Mutations linked to increased risk

Meta-analysis of both cohorts confirmed that participants who carried clonal hematopoiesis of indeterminate potential had a 1.9 times higher risk for incident CHD vs. noncarriers (95% CI, 1.4-2.7). A combined fixed-effects meta-analysis also showed that clonal hematopoiesis of indeterminate potential was linked to an increased risk for early-onset MI (OR = 4; 95% CI, 2.4-6.7).

Participants with mutations in ASXL1, TET2 and DNMT3A genes had a 1.7 to 2 times increased risk for incident CHD vs. those with no mutations. A mutation of JAK2 V617F was linked to a 12.1 times greater risk for incident CHD than those without the mutation (95% CI, 3.8-38.4).

Those with clonal hematopoiesis of indeterminate potential who did not have incident CHD had a 3.3 times higher median coronary artery calcification score than participants who were noncarriers. Among those with incident CHD, the median CAC score in participants who were carriers was 1.8 times higher vs. noncarriers.

Effects of Tet2 mutations

Researchers also reviewed data from atherosclerosis-prone mice who were implanted with bone marrow from Tet2 control mice or homozygous or heterozygous knockout mice. At 5 weeks, the median lesion size in the aortic root in mice that received bone marrow from Tet2 knockout mice was two times larger than mice that received control bone marrow (P = .02). The increase persisted at 9 weeks (1.7 times; P = .01), 13 weeks (1.4 times; P = .03) and 17 weeks (2.7 times; P = .02).

Chemokines or cytokines were found in an upregulated class of genes in Tet2 knockout macrophages, based on a gene set enrichment analysis.

“Beyond the mutations that you inherit from your parents, this work reveals a new genetic mechanism for atherosclerosis — mutations in blood stem cells that arise when aging,” Kathiresan told Cardiology Today.
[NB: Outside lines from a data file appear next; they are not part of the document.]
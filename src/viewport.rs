//! Data ranges of a fixed size canvas with equal scale on both axes.

use core::ops::Range;

use super::{NativeFloat, Point2};

/// Axis aligned bounding box in data space.
#[derive(Debug, Copy, Clone, PartialEq)]
pub struct Bounds {
    pub min: Point2<NativeFloat>,
    pub max: Point2<NativeFloat>,
}

impl Bounds {
    pub fn new(min: Point2<NativeFloat>, max: Point2<NativeFloat>) -> Self {
        Bounds { min, max }
    }

    /// Smallest box containing all finite points, None if there are none.
    pub fn from_points<'a, I>(points: I) -> Option<Self>
    where
        I: IntoIterator<Item = &'a Point2<NativeFloat>>,
    {
        let mut finite = points.into_iter().filter(|p| p.is_finite());
        let first = *finite.next()?;
        Some(finite.fold(Bounds::new(first, first), |bounds, p| bounds.include(*p)))
    }

    /// Grow the box so that it contains `point`.
    pub fn include(self, point: Point2<NativeFloat>) -> Self {
        Bounds {
            min: Point2::new(self.min.x.min(point.x), self.min.y.min(point.y)),
            max: Point2::new(self.max.x.max(point.x), self.max.y.max(point.y)),
        }
    }

    pub fn width(&self) -> NativeFloat {
        self.max.x - self.min.x
    }

    pub fn height(&self) -> NativeFloat {
        self.max.y - self.min.y
    }

    pub fn center(&self) -> Point2<NativeFloat> {
        (self.min + self.max) * 0.5
    }
}

impl Default for Bounds {
    fn default() -> Self {
        Bounds::new(Point2::new(0.0, 0.0), Point2::new(1.0, 1.0))
    }
}

/// The x and y data ranges shown on a `width` x `height` canvas.
///
/// The ranges cover the fitted bounds and are widened along one axis so that a
/// data unit spans the same number of pixels horizontally and vertically.
#[derive(Debug, Clone, PartialEq)]
pub struct Viewport {
    x: Range<NativeFloat>,
    y: Range<NativeFloat>,
}

impl Viewport {
    /// Fit `bounds` into a `width` x `height` canvas, keeping `margin` pixels free
    /// on every side. Degenerate extents count as one data unit.
    pub fn fit(bounds: Bounds, width: u32, height: u32, margin: NativeFloat) -> Self {
        let usable = |pixels: u32| (pixels as NativeFloat - 2.0 * margin).max(1.0);
        let extent = |size: NativeFloat| if size > 0.0 { size } else { 1.0 };

        let (plot_width, plot_height) = (usable(width), usable(height));
        let scale = (plot_width / extent(bounds.width())).min(plot_height / extent(bounds.height()));
        let half_x = plot_width / scale * 0.5;
        let half_y = plot_height / scale * 0.5;
        let center = bounds.center();
        Viewport {
            x: (center.x - half_x)..(center.x + half_x),
            y: (center.y - half_y)..(center.y + half_y),
        }
    }

    pub fn x_range(&self) -> Range<NativeFloat> {
        self.x.clone()
    }

    pub fn y_range(&self) -> Range<NativeFloat> {
        self.y.clone()
    }
}

impl Default for Viewport {
    fn default() -> Self {
        Viewport::fit(Bounds::default(), 640, 480, 0.0)
    }
}
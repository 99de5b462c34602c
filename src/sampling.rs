//! Uniform sampling of a curve into a fixed capacity polyline.

use core::slice;

use num_traits::{Float, NumCast, One, Zero};
use tinyvec::TinyVec;

use super::*;
use super::point::{Point, PointNorm};
use super::spline::Spline;
use super::CurveError;

/// Number of samples stored inline. Larger sample counts spill to the heap.
pub const INLINE_SAMPLES: usize = 256;

/// Iterate over `steps` parameters evenly spaced over `[0, 1]`, both ends included.
/// A single step yields just `0`.
pub fn linspace<F: Float>(steps: usize) -> impl Iterator<Item = F> {
    let last = steps.saturating_sub(1);
    let denominator = <F as NumCast>::from(last.max(1)).unwrap_or_else(F::one);
    (0..steps).map(move |i| {
        if i == last && last > 0 {
            F::one()
        } else {
            <F as NumCast>::from(i).unwrap_or_else(F::zero) / denominator
        }
    })
}

/// The polyline obtained by evaluating a curve at `steps` uniformly spaced
/// parameters. Up to `INLINE_SAMPLES` points are stored inline, so resampling
/// on every redraw does not allocate for the usual step counts.
#[derive(Clone, Debug, PartialEq)]
pub struct SampledCurve<P: Point> {
    points: TinyVec<[P; INLINE_SAMPLES]>,
}

impl<P> SampledCurve<P>
where
    P: Point,
{
    /// Evaluate `curve` at `steps` parameters from `linspace`.
    /// Fails if `steps` is zero.
    pub fn sample<S>(curve: &S, steps: usize) -> Result<Self, CurveError>
    where
        S: Spline<P> + ?Sized,
    {
        let mut sampled = SampledCurve {
            points: TinyVec::new(),
        };
        sampled.resample(curve, steps)?;
        Ok(sampled)
    }

    /// Recompute all points from scratch, reusing the storage.
    pub fn resample<S>(&mut self, curve: &S, steps: usize) -> Result<(), CurveError>
    where
        S: Spline<P> + ?Sized,
    {
        if steps == 0 {
            return Err(CurveError::InvalidSampleCount { steps });
        }
        self.points.clear();
        self.points.reserve(steps);
        for t in linspace::<P::Scalar>(steps) {
            self.points.push(curve.eval(t));
        }
        Ok(())
    }

    pub fn len(&self) -> usize {
        self.points.len()
    }

    pub fn is_empty(&self) -> bool {
        self.points.is_empty()
    }

    pub fn as_slice(&self) -> &[P] {
        self.points.as_slice()
    }

    pub fn iter(&self) -> slice::Iter<'_, P> {
        self.points.iter()
    }

    pub fn first(&self) -> Option<P> {
        self.points.first().copied()
    }

    pub fn last(&self) -> Option<P> {
        self.points.last().copied()
    }

    /// Approximates the arc length of the curve by summing the straight line
    /// pieces between consecutive samples.
    pub fn arclen(&self) -> P::Scalar
    where
        P: PointNorm,
    {
        self.points
            .windows(2)
            .fold(P::Scalar::zero(), |len, pair| len + pair[0].distance(pair[1]))
    }
}

impl<'a, P: Point> IntoIterator for &'a SampledCurve<P> {
    type Item = &'a P;
    type IntoIter = slice::Iter<'a, P>;

    fn into_iter(self) -> slice::Iter<'a, P> {
        self.points.iter()
    }
}
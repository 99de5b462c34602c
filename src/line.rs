use super::*;
use super::point::{lerp, Point};

/// LineSegment defined by a start and an endpoint, evaluatable
/// anywhere inbetween using interpolation parameter t: [0,1] in eval().
/// A LineSegment is equal to a linear Bezier curve. The editors meet it as the
/// derivative of a quadratic segment, i.e. the acceleration of a cubic curve.
#[derive(Copy, Clone, Debug, PartialEq)]
pub struct LineSegment<P> {
    pub(crate) start: P,
    pub(crate) end: P,
}

impl<P> LineSegment<P>
where
    P: Point,
{
    pub fn new(start: P, end: P) -> Self {
        LineSegment { start, end }
    }

    pub fn start(&self) -> P {
        self.start
    }

    pub fn end(&self) -> P {
        self.end
    }

    pub fn eval(&self, t: P::Scalar) -> P {
        lerp(self.start, self.end, t)
    }

    /// Return the derivative, which for a line is the constant vector from start to end.
    pub fn derivative(&self) -> P {
        self.end - self.start
    }
}

#[cfg(test)]
mod tests {
    use super::*;
    use crate::point::PointNorm;

    /// Check whether a line segment interpolation p + t*(q-p) at t=0.5
    /// yields equal distance to the start (p)/end (q) points (up to machine accuracy).
    #[test]
    fn line_segment_interpolation() {
        let line = LineSegment::new(Point2::new(0f64, 1.77f64), Point2::new(4.3f64, 3f64));

        let mid = line.eval(0.5);
        assert!(
            ((mid - line.start).squared_norm() - (mid - line.end).squared_norm()).abs() < EPSILON
        )
    }

    #[test]
    fn line_segment_derivative() {
        let line = LineSegment::new(Point2::new(0f64, 0f64), Point2::new(4f64, 2f64));
        assert!((line.eval(0.25) - Point2::new(1.0, 0.5)).squared_norm() < EPSILON);
        assert_eq!(line.derivative(), Point2::new(4.0, 2.0));
    }
}
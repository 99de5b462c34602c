//! The editing session: control path, selection and sampled curve.

use core::fmt::{self, Display};
use core::marker::PhantomData;

use log::debug;
use num_traits::Float;

use super::event::EditorEvent;
use super::point::PointNorm;
use super::presenter::Projection;
use super::sampling::SampledCurve;
use super::spline::Spline;
use super::CurveError;

/// The currently selected control point, if any.
#[derive(Debug, Copy, Clone, Default, PartialEq, Eq)]
pub struct Selection(Option<usize>);

impl Selection {
    pub const fn none() -> Self {
        Selection(None)
    }

    pub fn index(&self) -> Option<usize> {
        self.0
    }

    pub fn is_none(&self) -> bool {
        self.0.is_none()
    }

    pub fn contains(&self, index: usize) -> bool {
        self.0 == Some(index)
    }
}

/// What the caller has to do after an event was handled.
#[derive(Debug, Copy, Clone, PartialEq, Eq)]
pub enum Effect {
    /// Nothing changed.
    None,
    /// Selection or control path changed, the sampled curve is up to date and
    /// should be drawn again.
    Redraw,
    /// Print the control path (see [`Session::dump`]).
    Dump,
}

/// Owns a curve, the selection and the sampled curve of one editor.
///
/// The session is a plain state machine: [`Session::handle`] consumes it
/// together with an event and returns the next session and the [`Effect`] the
/// caller has to carry out. It has no knowledge of windows or toolkits; the
/// only thing it needs from the presentation side is a [`Projection`] to measure
/// click distances in screen space.
#[derive(Clone, Debug)]
pub struct Session<C, P>
where
    P: PointNorm,
{
    curve: C,
    selection: Selection,
    steps: usize,
    pick_radius: P::Scalar,
    samples: SampledCurve<P>,
    _point: PhantomData<P>,
}

impl<C, P> Session<C, P>
where
    C: Spline<P>,
    P: PointNorm,
{
    /// Start a session with nothing selected and the curve sampled at `steps` parameters.
    /// `pick_radius` is the maximum screen distance at which a click selects a point.
    pub fn new(curve: C, steps: usize, pick_radius: P::Scalar) -> Result<Self, CurveError> {
        let samples = SampledCurve::sample(&curve, steps)?;
        Ok(Session {
            curve,
            selection: Selection::none(),
            steps,
            pick_radius,
            samples,
            _point: PhantomData,
        })
    }

    pub fn curve(&self) -> &C {
        &self.curve
    }

    pub fn control_points(&self) -> &[P] {
        self.curve.control_points()
    }

    pub fn selection(&self) -> Selection {
        self.selection
    }

    pub fn steps(&self) -> usize {
        self.steps
    }

    pub fn pick_radius(&self) -> P::Scalar {
        self.pick_radius
    }

    pub fn samples(&self) -> &SampledCurve<P> {
        &self.samples
    }

    /// Transition function of the editor: apply `event` and report what to do next.
    pub fn handle<Pr>(mut self, event: EditorEvent<P>, projection: &Pr) -> (Self, Effect)
    where
        Pr: Projection<P> + ?Sized,
    {
        let effect = match event {
            EditorEvent::Select { screen } => {
                self.select(screen, projection);
                Effect::Redraw
            }
            EditorEvent::Drag { data } => {
                if self.move_selected(data) {
                    Effect::Redraw
                } else {
                    Effect::None
                }
            }
            EditorEvent::KeyPress(key) if key.is_dump() => Effect::Dump,
            EditorEvent::KeyPress(_) => Effect::None,
        };
        (self, effect)
    }

    /// Nearest control point to `screen` in screen space and its distance.
    /// Ties go to the lower index, NaN distances never win.
    pub fn closest_control<Pr>(&self, screen: P, projection: &Pr) -> Option<(usize, P::Scalar)>
    where
        Pr: Projection<P> + ?Sized,
    {
        let mut best: Option<(usize, P::Scalar)> = None;
        for (index, point) in self.curve.control_points().iter().enumerate() {
            let distance = projection.project_to_screen(*point).distance(screen);
            match best {
                Some((_, min)) if !(distance < min) => {}
                _ if distance.is_nan() => {}
                _ => best = Some((index, distance)),
            }
        }
        best
    }

    /// Select the control point closest to the click, if it lies within the
    /// pick radius; otherwise clear the selection.
    pub fn select<Pr>(&mut self, screen: P, projection: &Pr) -> Selection
    where
        Pr: Projection<P> + ?Sized,
    {
        self.selection = match self.closest_control(screen, projection) {
            Some((index, distance)) if distance <= self.pick_radius => Selection(Some(index)),
            _ => Selection::none(),
        };
        debug!("selection: {:?}", self.selection.index());
        self.selection
    }

    /// Overwrite the selected control point with `data` and resample.
    /// Returns false, changing nothing, when no point is selected.
    pub fn move_selected(&mut self, data: P) -> bool {
        let index = match self.selection.index() {
            Some(index) => index,
            None => return false,
        };
        self.curve.control_points_mut()[index] = data;
        self.resample();
        debug!(
            "moved control point {} to {:?}, curve length {:?}",
            index,
            data,
            self.samples.arclen()
        );
        true
    }

    fn resample(&mut self) {
        // steps was validated by `new`, resampling with it cannot fail
        if let Err(err) = self.samples.resample(&self.curve, self.steps) {
            log::error!("resampling failed: {}", err);
        }
    }

    /// The control path as a literal sequence of coordinate pairs.
    pub fn dump(&self) -> ControlPathDump<'_, P> {
        ControlPathDump(self.curve.control_points())
    }
}

/// Display adapter printing a control path as `[[x, y], [x, y], ...]`.
pub struct ControlPathDump<'a, P>(&'a [P]);

impl<P: Display> Display for ControlPathDump<'_, P> {
    fn fmt(&self, f: &mut fmt::Formatter<'_>) -> fmt::Result {
        write!(f, "[")?;
        for (i, point) in self.0.iter().enumerate() {
            if i > 0 {
                write!(f, ", ")?;
            }
            write!(f, "{}", point)?;
        }
        write!(f, "]")
    }
}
“Important questions remain,” John F. Keaney Jr., MD, professor at the University of Massachusetts Medical School in Worcester, wrote in a related editorial. “We do not know whether all the somatic mutations associated with [clonal hematopoiesis of indeterminate potential] work by the same mechanism as TET2, so we cannot yet determine whether inflammation is the best therapeutic target for these patients. In addition, we do not know whether [clonal hematopoiesis of indeterminate potential] or specific mutations in [clonal hematopoiesis of indeterminate potential] driver genes have an effect on other traditional risk factors for [CVD] in a way that might also promote atherosclerosis.” – by Darlene Dobkowski

Disclosures: Jaiswal reports a patent relating to a method to identify and treat a patient with a predisposition to or afflicted with a cardiometabolic disease. Kathiresan reports receiving grant support from Bayer, personal fees from Alnylam, AstraZeneca, Bayer, Catabasis, Celera, Corvidia Therapeutics, Eli Lilly, Genomics plc, Ionis, Leerink Partners, Merck, Noble Insights, Novartis, Regeneron Genetics Center and Sanofi, and other support from Catabasis and San Therapeutics. Please see the full study for a list of the other researchers’ relevant financial disclosures. Keaney reports serving as an associate editor at The New England Journal of Medicine.